Monday, January 10, 2011

VC looks back at Tyrel Reed's road from Eureka to KU!

Ten years ago next month, a 6th grader from Eureka literally carried his basketball team to the Woodson Masonic Lodge #121 4th-5th-6th Grade Basketball Championship at nearby Toronto, Kan.

9/11 was still seven months away, but Tyrel Reed assaulted the record books of this tournament that has taken place for area boys teams since 1984. Records that I'm sure will never be broken again.

A few years ago before kids in our household, I assembled some of the Lodge tournament scorebooks and compiled some individual stats. It is mind-boggling to fathom what Tyrel accomplished as a 5th and 6th grader. These are just a few of the records he still holds:

1) single-season scoring leader (67 points). Second place is 41;
2) most field goals made in 3-game tourney (23);
3) single-game scoring leader (25);
4) most 3-pointers in tournament (8) and game (3);
5) most field goals in game (9).

And if that's not enough, how about an 87-percent free throw shooter in a tourney (13-for-15).

"One of the main things that I remember is how we had such a hard time getting enough kids in his class to play," said Tyrel's biggest fan, his Dad, Stacy. "So we recruited some younger kids such as the Hayes boy who I think was in 4th grade to play."

Eureka, which won the title that year, scored 82 points as a team in the three games. Tyrel poured in 67 of them. In Eureka's first game that tourney, Tyrel bucketed 24 of his team's 26 points.

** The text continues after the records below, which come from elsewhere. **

// Copyright 2026 Shunt Contributors
// SPDX-License-Identifier: Apache-2.0

//! Epoll emulation: interest registrations plus a collapsing, edge-triggered
//! ready queue. No kernel primitive is involved anywhere; "blocking" waits
//! are realized by the caller re-running the poll pass until the queue fills
//! or the deadline passes (see `stack.rs`).
//!
//! Only edge-triggered registrations are accepted. Events enter the queue
//! exclusively through `push`, which the stack calls with *rising* readiness
//! edges; a condition that persists unchanged is never re-queued.

use std::collections::{HashMap, VecDeque};

use shunt_net::{EpollEvent, Interest, RawFd, Readiness, SockError, SockResult};

pub struct EpollInstance {
    interests: HashMap<RawFd, Interest>,
    /// Collapsed pending flags per fd; `order` preserves first-edge order
    /// and holds each fd at most once.
    pending: HashMap<RawFd, Readiness>,
    order: VecDeque<RawFd>,
}

impl EpollInstance {
    pub fn new() -> Self {
        Self { interests: HashMap::new(), pending: HashMap::new(), order: VecDeque::new() }
    }

    pub fn watched(&self, fd: RawFd) -> bool {
        self.interests.contains_key(&fd)
    }

    fn require_edge(interest: Interest) -> SockResult<()> {
        if !interest.contains(Interest::EDGE) {
            return Err(SockError::InvalidInput("only edge-triggered registrations supported"));
        }
        Ok(())
    }

    /// Registers a socket. `current` is the socket's readiness at
    /// registration time: a condition that is already true seeds one event,
    /// otherwise a socket that became ready before registration would never
    /// produce an edge.
    pub fn add(&mut self, fd: RawFd, interest: Interest, current: Readiness) -> SockResult<()> {
        Self::require_edge(interest)?;
        if self.interests.contains_key(&fd) {
            return Err(SockError::InvalidInput("fd already registered"));
        }
        self.interests.insert(fd, interest);
        let seed = current.masked_by(interest);
        if !seed.is_empty() {
            self.enqueue(fd, seed);
        }
        Ok(())
    }

    /// Replaces the interest mask; re-seeds from current readiness so a
    /// newly requested condition that already holds is reported once.
    pub fn modify(&mut self, fd: RawFd, interest: Interest, current: Readiness) -> SockResult<()> {
        Self::require_edge(interest)?;
        let slot = self
            .interests
            .get_mut(&fd)
            .ok_or(SockError::InvalidInput("fd not registered"))?;
        let previous = *slot;
        *slot = interest;
        let newly_wanted = interest.difference(previous);
        let seed = current.masked_by(newly_wanted);
        if !seed.is_empty() {
            self.enqueue(fd, seed);
        }
        Ok(())
    }

    pub fn remove(&mut self, fd: RawFd) -> SockResult<()> {
        self.interests
            .remove(&fd)
            .ok_or(SockError::InvalidInput("fd not registered"))?;
        self.discard(fd);
        Ok(())
    }

    /// Drops every trace of a closing socket (no stale events may surface
    /// after close).
    pub fn forget(&mut self, fd: RawFd) {
        self.interests.remove(&fd);
        self.discard(fd);
    }

    fn discard(&mut self, fd: RawFd) {
        if self.pending.remove(&fd).is_some() {
            self.order.retain(|f| *f != fd);
        }
    }

    fn enqueue(&mut self, fd: RawFd, flags: Readiness) {
        match self.pending.get_mut(&fd) {
            Some(merged) => *merged |= flags,
            None => {
                self.pending.insert(fd, flags);
                self.order.push_back(fd);
            }
        }
    }

    /// Accepts rising readiness edges for a watched socket. Unwatched fds
    /// and masked-out flags are ignored.
    pub fn push(&mut self, fd: RawFd, edges: Readiness) {
        let Some(interest) = self.interests.get(&fd) else {
            return;
        };
        let flags = edges.masked_by(*interest);
        if !flags.is_empty() {
            self.enqueue(fd, flags);
        }
    }

    pub fn has_pending(&self) -> bool {
        !self.order.is_empty()
    }

    /// Moves up to `max` collapsed events out. One event per socket per
    /// drain, flags merged.
    pub fn drain(&mut self, max: usize, out: &mut Vec<EpollEvent>) -> usize {
        let n = self.order.len().min(max);
        for _ in 0..n {
            let fd = self.order.pop_front().expect("order non-empty");
            let events = self.pending.remove(&fd).expect("pending entry exists");
            out.push(EpollEvent { fd, events });
        }
        n
    }
}

impl Default for EpollInstance {
    fn default() -> Self {
        Self::new()
    }
}

#[cfg(test)]
mod tests {
    use super::*;

    const ET_IN: Interest = Interest::READABLE.union(Interest::EDGE);

    #[test]
    fn level_triggered_registration_is_rejected() {
        let mut ep = EpollInstance::new();
        assert_eq!(
            ep.add(3, Interest::READABLE, Readiness::empty()),
            Err(SockError::InvalidInput("only edge-triggered registrations supported"))
        );
    }

    #[test]
    fn edge_is_delivered_once_and_collapsed() {
        let mut ep = EpollInstance::new();
        ep.add(3, ET_IN | Interest::WRITABLE, Readiness::empty()).unwrap();

        ep.push(3, Readiness::READABLE);
        ep.push(3, Readiness::WRITABLE);

        let mut out = Vec::new();
        assert_eq!(ep.drain(16, &mut out), 1);
        assert_eq!(out[0].fd, 3);
        assert_eq!(out[0].events, Readiness::READABLE | Readiness::WRITABLE);

        // queue is now empty; nothing is re-emitted for a persisting state
        out.clear();
        assert_eq!(ep.drain(16, &mut out), 0);
    }

    #[test]
    fn add_seeds_from_already_ready_socket() {
        let mut ep = EpollInstance::new();
        ep.add(7, ET_IN, Readiness::READABLE).unwrap();
        let mut out = Vec::new();
        assert_eq!(ep.drain(4, &mut out), 1);
        assert_eq!(out[0].events, Readiness::READABLE);
    }

    #[test]
    fn interest_mask_filters_but_error_passes() {
        let mut ep = EpollInstance::new();
        ep.add(1, ET_IN, Readiness::empty()).unwrap();
        ep.push(1, Readiness::WRITABLE);
        assert!(!ep.has_pending());
        ep.push(1, Readiness::ERROR);
        assert!(ep.has_pending());
    }

    #[test]
    fn modify_reseeds_only_newly_wanted_bits() {
        let mut ep = EpollInstance::new();
        ep.add(5, ET_IN, Readiness::READABLE | Readiness::WRITABLE).unwrap();
        let mut out = Vec::new();
        ep.drain(4, &mut out); // consume the READABLE seed

        ep.modify(5, ET_IN | Interest::WRITABLE, Readiness::READABLE | Readiness::WRITABLE)
            .unwrap();
        out.clear();
        assert_eq!(ep.drain(4, &mut out), 1);
        assert_eq!(out[0].events, Readiness::WRITABLE);
    }

    #[test]
    fn forget_drops_pending_events() {
        let mut ep = EpollInstance::new();
        ep.add(9, ET_IN, Readiness::empty()).unwrap();
        ep.push(9, Readiness::READABLE);
        ep.forget(9);
        assert!(!ep.has_pending());
        assert!(!ep.watched(9));
    }

    #[test]
    fn drain_respects_max_and_order() {
        let mut ep = EpollInstance::new();
        for fd in 0..4 {
            ep.add(fd, ET_IN, Readiness::empty()).unwrap();
            ep.push(fd, Readiness::READABLE);
        }
        let mut out = Vec::new();
        assert_eq!(ep.drain(2, &mut out), 2);
        assert_eq!(out.iter().map(|e| e.fd).collect::<Vec<_>>(), vec![0, 1]);
        out.clear();
        assert_eq!(ep.drain(16, &mut out), 2);
        assert_eq!(out.iter().map(|e| e.fd).collect::<Vec<_>>(), vec![2, 3]);
    }
}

"Probably my fondest memory is how Ty wanted everyone on the team to touch the ball and at least put up a shot attempt during the games," said Stacy, who at the time was the coach at Eureka High. "Along with that I do remember how proud those kids were when they won the tournament."

"In the more than 25 years that we have held the Masonic Basketball Tournament, we have had a number of very good young athletes who went on to have extremely good high school and college careers," Tournament organizer Jeff Sowder, a Past Grand Master of Kansas Masons, said. "Tyrel was by far the best of them all."

"Ty was a kid that was highly competitive, but loved to make his buddies happy," Stacy said. "From the standpoint of these were his classmates and he was around them every day, he truly wanted them to have some success."

Sowder distinctly remembers two particular plays that stand out even 10 years later.

"The first Tyrel was dribbling the ball outside the top of the circle as time was running down at the end of the first half," he said. "With just a few seconds remaining, he quickly took a couple of dribbles to the foul line as his defender closely guarded him - then quickly stepped back to just outside the 3-point line and calmly sank a 3-pointer as the buzzer went off."

There was more.

"Tyrel was dribbling full speed down the right side of the court," Sowder continued. "There were two defenders between him and the basket. At the right foul line elbow, he split the defenders - switched the ball to his left hand - took one more dribble and laid the ball off the backboard with his left hand and into the basket."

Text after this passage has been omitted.